H.R. 3441 amends the National Labor Relations Act (NLRA) and the Fair Labor Standards Act (FLSA) to clarify that two or more employers may be considered “joint employers” only if they have “actual, direct, and immediate” control over employees’ essential terms and conditions of employment.
H.R. 3441 rolls back the decisions by the NLRB in Browning-Ferris and the U.S. Court of Appeals for the Fourth Circuit with respect to the FLSA in Salinas v. Commercial Interiors, Inc., as well as similar decisions by regulators and other courts.
The summary below was written by the Congressional Research Service, which is a nonpartisan division of the Library of Congress, and was published on Nov 7, 2017.

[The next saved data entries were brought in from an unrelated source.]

//! Command-line surface: one positional input file, or `--test-all` to
//! compile every `.txt` program under a test directory, plus the flags
//! spec.md §6 lists.

use std::path::PathBuf;

use clap::Parser;

#[derive(Parser, Debug)]
#[command(name = "ilc")]
#[command(author, version, about = "Compiler for the IL language", long_about = None)]
#[command(disable_version_flag = true)]
pub struct Cli {
    /// Source file to compile.
    pub input: Option<PathBuf>,

    /// Compile every `*.txt` program under `tests/` instead of a single file.
    #[arg(long)]
    pub test_all: bool,

    /// Print phase-by-phase pipeline progress.
    #[arg(long)]
    pub debug: bool,

    /// Run the AST optimizer before code generation.
    #[arg(short = 'O', long)]
    pub optimize: bool,

    /// Print diagnostics and summary information verbosely.
    #[arg(short, long)]
    pub verbose: bool,

    /// Emit a textual visualization of the AST alongside the program.
    #[arg(short = 'V', long)]
    pub visualize: bool,
}

impl Cli {
    /// Validates the mutually-exclusive `<input-file>` / `--test-all` forms
    /// spec.md §6 describes; clap's derive can't express "exactly one of a
    /// positional and a flag" directly.
    pub fn validate(&self) -> Result<(), String> {
        match (&self.input, self.test_all) {
            (Some(_), true) => Err("cannot pass an input file together with --test-all".to_string()),
            (None, false) => Err("expected an input file, or --test-all".to_string()),
            _ => Ok(()),
        }
    }
}

#[cfg(test)]
mod tests {
    use super::*;

    #[test]
    fn parses_single_file() {
        let cli = Cli::parse_from(["ilc", "program.txt"]);
        assert_eq!(cli.input, Some(PathBuf::from("program.txt")));
        assert!(!cli.test_all);
        assert!(cli.validate().is_ok());
    }

    #[test]
    fn parses_test_all() {
        let cli = Cli::parse_from(["ilc", "--test-all"]);
        assert!(cli.test_all);
        assert!(cli.input.is_none());
        assert!(cli.validate().is_ok());
    }

    #[test]
    fn parses_short_flags() {
        let cli = Cli::parse_from(["ilc", "-O", "-v", "-V", "program.txt"]);
        assert!(cli.optimize);
        assert!(cli.verbose);
        assert!(cli.visualize);
    }

    #[test]
    fn rejects_file_and_test_all_together() {
        let cli = Cli::parse_from(["ilc", "--test-all", "program.txt"]);
        assert!(cli.validate().is_err());
    }

    #[test]
    fn rejects_neither_file_nor_test_all() {
        let cli = Cli::parse_from(["ilc"]);
        assert!(cli.validate().is_err());
    }
}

(This measure has not been amended since it was reported to the House on November 1, 2017. The summary of that version is repeated here.)
Save Local Business Act
(Sec. 2) This bill amends the National Labor Relations Act and the Fair Labor Standards Act of 1938 to provide that a person may be considered a joint employer in relation to an employee only if such person directly, actually, and immediately, and not in a limited and routine manner, exercises significant control over the essential terms and conditions of employment such as hiring employees, discharging employees, determining individual employee rates of pay and benefits, day-to-day supervision of employees, assigning individual work schedules, positions, and tasks, or administering employee discipline.